A hump backed bridge is in the form of a circular arc of radius 35m.
What is the greatest speed with which a car can cross the bridge without leaving the ground at its highest point?

Homework Equations

F = m v²/r = mrω²

The Attempt at a Solution

I've tried using the equation above but no speed, angular velocity or mass is given.
Am I missing something?

 

[Doc Al]

I've tried using the equation above but no speed, angular velocity or mass is given.

You're supposed to find the speed!

Am I missing something?

Do a force analysis of the car as it tops the bridge. Hint: What force tells you when the car is just about to leave contact with the ground?

 

[Ch3m_]

Do a force analysis of the car as it tops the bridge. Hint: What force tells you when the car is just about to leave contact with the ground?

The reaction force..? I still don't get it :(

 

[Doc Al]

The reaction force..?

Yes, the normal force that the bridge exerts on the car. What will its value be when the car is barely making contact with the road? What will ΣF be in that case?

 

[Ch3m_]

Yes, the normal force that the bridge exerts on the car. What will its value be when the car is barely making contact with the road? What will ΣF be in that case?

It must be greater than the weight of the car = mg?

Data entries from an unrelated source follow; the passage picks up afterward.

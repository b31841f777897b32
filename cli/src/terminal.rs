pub mod logging;

use tracing_subscriber::EnvFilter;

use logging::SynackFormatter;

/// Installs the global subscriber. `RUST_LOG` wins over `-v` when set.
pub fn init_logging(verbosity: u8) {
    let default_level: &str = match verbosity {
        0 => "info",
        1 => "debug",
        _ => "trace",
    };
    let filter: EnvFilter = EnvFilter::try_from_default_env().unwrap_or_else(|_| EnvFilter::new(default_level));

    tracing_subscriber::fmt()
        .with_env_filter(filter)
        .with_writer(std::io::stderr)
        .event_format(SynackFormatter)
        .init();
}
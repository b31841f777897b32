//! End-to-end checks of the response engine, driven with synthetic packets
//! and a recording packet writer. Nothing here needs raw-socket privileges.

pub mod util;

#[cfg(test)]
mod lifecycle;
#[cfg(test)]
mod scenarios;
use std::path::PathBuf;
use std::time::Duration;

pub const DEFAULT_MAX_RETRIES: u32 = 1;
pub const DEFAULT_RETRY_INTERVAL: Duration = Duration::from_secs(1);
pub const DEFAULT_QUEUE_CAPACITY: usize = 65_536;
pub const DEFAULT_SHARDS: usize = 64;
pub const DEFAULT_SOURCE_PORT: u16 = 40_000;
/// Number of consecutive source ports handed out from `source_port` upwards.
pub const SOURCE_PORT_SPAN: u16 = 16_384;

/// What happens to handshakes still in flight when the engine stops.
#[derive(Debug, Clone, Copy, PartialEq, Eq, Default)]
pub enum ShutdownPolicy {
    /// Every remaining entry is reported as incomplete.
    #[default]
    Flush,
    /// Remaining entries are discarded; only their count is logged.
    Drop,
}

#[derive(Debug, Clone)]
pub struct Config {
    /// Path to the blocklist. `None` disables target filtering.
    pub blocklist: Option<PathBuf>,
    /// Number of re-checks a target gets before it is reported as expired.
    pub max_retries: u32,
    /// Delay between a packet entering the timeout queue and its re-check.
    pub retry_interval: Duration,
    /// Capacity of each bounded queue (inbound, timeout, completion).
    pub queue_capacity: usize,
    /// Number of independently locked shards in the state table.
    pub shards: usize,
    pub shutdown_policy: ShutdownPolicy,
    /// Capture interface name. `None` picks the first usable one.
    pub interface: Option<String>,
    /// First source port used for probes.
    pub source_port: u16,
}

impl Default for Config {
    fn default() -> Self {
        Self {
            blocklist: None,
            max_retries: DEFAULT_MAX_RETRIES,
            retry_interval: DEFAULT_RETRY_INTERVAL,
            queue_capacity: DEFAULT_QUEUE_CAPACITY,
            shards: DEFAULT_SHARDS,
            shutdown_policy: ShutdownPolicy::default(),
            interface: None,
            source_port: DEFAULT_SOURCE_PORT,
        }
    }
}

impl Config {
    /// The inclusive range of source ports probes are sent from.
    pub fn source_ports(&self) -> std::ops::RangeInclusive<u16> {
        let last = self.source_port.saturating_add(SOURCE_PORT_SPAN - 1);
        self.source_port..=last
    }
}

// ╔════════════════════════════════════════════╗
// ║ ████████╗███████╗███████╗████████╗███████╗ ║
// ║ ╚══██╔══╝██╔════╝██╔════╝╚══██╔══╝██╔════╝ ║
// ║    ██║   █████╗  ███████╗   ██║   ███████╗ ║
// ║    ██║   ██╔══╝  ╚════██║   ██║   ╚════██║ ║
// ║    ██║   ███████╗███████║   ██║   ███████║ ║
// ║    ╚═╝   ╚══════╝╚══════╝   ╚═╝   ╚══════╝ ║
// ╚════════════════════════════════════════════╝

I don't know how to get an exact value though

 

[haruspex]

It must be greater than the weight of the car = mg? I don't know how to get an exact value though

You are making a false assumption. Start from scratch:
What are the forces acting on the car at the highest point?
If the car is moving at speed v, what is the acceleration of the car?
What equation does that give you?
If the car went a little bit too fast it would leave the ground (you are told). What would the reaction force be then?

 

[Ch3m_]

What are the forces acting on the car at the highest point?

You have the normal force acting upwards, the cars weight acting downwards and the centripetal force acting downwards?

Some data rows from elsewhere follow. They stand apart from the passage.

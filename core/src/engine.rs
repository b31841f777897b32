//! Wires the classifier, timeout worker and completion sink together and owns
//! their lifecycle.

use std::collections::HashMap;
use std::sync::Arc;

use synack_common::config::{Config, ShutdownPolicy};
use synack_common::network::packet::PacketMetadata;
use synack_common::record::{Outcome, ScanRecord};
use tokio::sync::{mpsc, watch};
use tokio::task::JoinHandle;
use tracing::{debug, error, info, warn};

use crate::classifier::{Classifier, Transition};
use crate::completion::CompletionSink;
use crate::fingerprint::Fingerprinter;
use crate::network::PacketWriter;
use crate::state::StateTable;
use crate::teardown::{Teardown, TeardownStats};
use crate::timeout::{Scheduled, TimeoutQueue, TimeoutWorker};

/// Everything the engine talks to but does not own.
pub struct Collaborators {
    pub writer: Arc<dyn PacketWriter>,
    pub fingerprinter: Arc<dyn Fingerprinter>,
    /// Receives accepted handshakes so the prober can send its data.
    pub followup: Option<mpsc::Sender<PacketMetadata>>,
}

pub struct Engine {
    config: Config,
    table: Arc<StateTable>,
    timeouts: TimeoutQueue,
    timeout_rx: mpsc::Receiver<Scheduled>,
    sink: CompletionSink,
    classifier: Arc<Classifier>,
}

impl Engine {
    /// Builds the engine. The returned receiver yields every terminal record.
    pub fn new(config: &Config, collaborators: Collaborators) -> (Self, mpsc::Receiver<ScanRecord>) {
        let table = Arc::new(StateTable::new(config.shards));
        let (timeouts, timeout_rx) = TimeoutQueue::channel(config.queue_capacity, config.retry_interval);
        let (sink, records) = CompletionSink::channel(config.queue_capacity);

        let mut classifier = Classifier::new(
            table.clone(),
            timeouts.clone(),
            sink.clone(),
            Arc::new(Teardown::new(collaborators.writer)),
            collaborators.fingerprinter,
        );
        if let Some(followup) = collaborators.followup {
            classifier = classifier.with_followup(followup);
        }

        let engine = Self {
            config: config.clone(),
            table,
            timeouts,
            timeout_rx,
            sink,
            classifier: Arc::new(classifier),
        };
        (engine, records)
    }

    pub fn table(&self) -> Arc<StateTable> {
        self.table.clone()
    }

    pub fn timeouts(&self) -> TimeoutQueue {
        self.timeouts.clone()
    }

    /// Starts the classifier loop over `inbound` and the timeout worker.
    pub fn spawn(self, inbound: mpsc::Receiver<PacketMetadata>) -> EngineHandle {
        let (stop_classifier, classifier_shutdown) = watch::channel(false);
        let (stop_timeouts, timeout_shutdown) = watch::channel(false);

        let worker = TimeoutWorker::new(
            self.timeout_rx,
            self.config.retry_interval,
            self.config.max_retries,
            self.table.clone(),
            self.classifier.clone(),
            self.sink.clone(),
        );
        let timeout_task = tokio::spawn(worker.run(timeout_shutdown));
        let classifier_task = tokio::spawn(classify_loop(self.classifier.clone(), inbound, classifier_shutdown));

        info!(
            "Engine started (max retries {}, interval {:?})",
            self.config.max_retries, self.config.retry_interval
        );

        EngineHandle {
            stop_classifier,
            stop_timeouts,
            classifier_task,
            timeout_task,
            table: self.table,
            sink: self.sink,
            classifier: self.classifier,
            policy: self.config.shutdown_policy,
        }
    }
}

/// Resolves once `shutdown` reads true or its sender is gone.
pub(crate) async fn stopped(shutdown: &mut watch::Receiver<bool>) {
    let _ = shutdown.wait_for(|stop| *stop).await;
}

async fn classify_loop(
    classifier: Arc<Classifier>,
    mut inbound: mpsc::Receiver<PacketMetadata>,
    mut shutdown: watch::Receiver<bool>,
) -> HashMap<Transition, u64> {
    let mut transitions: HashMap<Transition, u64> = HashMap::new();
    loop {
        tokio::select! {
            _ = stopped(&mut shutdown) => break,

            packet = inbound.recv() => match packet {
                Some(packet) => match classifier.handle(packet).await {
                    Ok(transition) => *transitions.entry(transition).or_default() += 1,
                    Err(e) => {
                        error!("Classifier stopped: {e:#}");
                        break;
                    }
                },
                None => {
                    debug!("Inbound queue closed");
                    break;
                }
            },
        }
    }
    transitions
}

#[derive(Debug, Clone, Default)]
pub struct ShutdownReport {
    pub transitions: HashMap<Transition, u64>,
    /// In-flight handshakes reported as incomplete.
    pub flushed: usize,
    /// In-flight handshakes discarded without a record.
    pub dropped: usize,
    pub resets: TeardownStats,
}

pub struct EngineHandle {
    stop_classifier: watch::Sender<bool>,
    stop_timeouts: watch::Sender<bool>,
    classifier_task: JoinHandle<HashMap<Transition, u64>>,
    timeout_task: JoinHandle<anyhow::Result<()>>,
    table: Arc<StateTable>,
    sink: CompletionSink,
    classifier: Arc<Classifier>,
    policy: ShutdownPolicy,
}

impl EngineHandle {
    /// Handshakes still waiting on a terminal response.
    pub fn in_flight(&self) -> usize {
        self.table.len()
    }

    /// Stops both loops and accounts for every handshake still in the table.
    ///
    /// The classifier is stopped and joined before the timeout worker, so
    /// every packet it requeues still reaches a live queue. The table is
    /// drained even if either task failed. Once this returns the engine holds
    /// no completion senders, so the record receiver ends after the last record.
    pub async fn shutdown(self) -> anyhow::Result<ShutdownReport> {
        self.stop_classifier.send_replace(true);
        let transitions = match self.classifier_task.await {
            Ok(transitions) => transitions,
            Err(e) => {
                warn!("Classifier task ended abnormally: {e}");
                HashMap::new()
            }
        };

        self.stop_timeouts.send_replace(true);
        match self.timeout_task.await {
            Ok(Ok(())) => {}
            Ok(Err(e)) => warn!("Timeout worker stopped early: {e:#}"),
            Err(e) => warn!("Timeout worker ended abnormally: {e}"),
        }

        let remaining = self.table.drain();
        let mut report = ShutdownReport {
            transitions,
            resets: self.classifier.teardown().stats(),
            ..ShutdownReport::default()
        };

        match self.policy {
            ShutdownPolicy::Flush => {
                for handshake in remaining {
                    let record = ScanRecord::new(handshake.to_packet(), Outcome::Incomplete);
                    self.sink.emit(record).await?;
                    report.flushed += 1;
                }
                info!("Reported {} in-flight handshakes as incomplete", report.flushed);
            }
            ShutdownPolicy::Drop => {
                report.dropped = remaining.len();
                if report.dropped > 0 {
                    warn!("Dropped {} in-flight handshakes at shutdown", report.dropped);
                }
            }
        }

        Ok(report)
    }
}

// ╔════════════════════════════════════════════╗
// ║ ████████╗███████╗███████╗████████╗███████╗ ║
// ║ ╚══██╔══╝██╔════╝██╔════╝╚══██╔══╝██╔════╝ ║
// ║    ██║   █████╗  ███████╗   ██║   ███████╗ ║
// ║    ██║   ██╔══╝  ╚════██║   ██║   ╚════██║ ║
// ║    ██║   ███████╗███████║   ██║   ███████║ ║
// ║    ╚═╝   ╚══════╝╚══════╝   ╚═╝   ╚══════╝ ║
// ╚════════════════════════════════════════════╝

If the car is moving at speed v, what is the acceleration of the car?

a = v²/r ?

If the car went a little bit too fast it would leave the ground (you are told). What would the reaction force be then?

Weight + centripetal force so mg + (mv²)/r ?

 

[haruspex]

You have the normal force acting upwards, the cars weight acting downwards and the centripetal force acting downwards?

No, centripetal force is not an applied force. It is that component of the resultant force which produces the centripetal acceleration.

a = v²/r ?
Weight - centripetal force so mg - (mv²)/r ?

Yes, that is the normal force whilst in contact with the ground. But if it just on the point of losing contact, what extra does that tell you about the normal force?

 

[Ch3m_]

Wait so is it v²=gr?

 

[haruspex]

Wait so is it v²=gr?

Yes.

 

[Ch3m_]

Thanks, that must mean the normal force = 0 when the car is on the point of losing contact yeah?

 

[haruspex]

Thanks, that must mean the normal force = 0 when the car is on the point of losing contact yeah?

Well, it is because the normal force is zero at that point.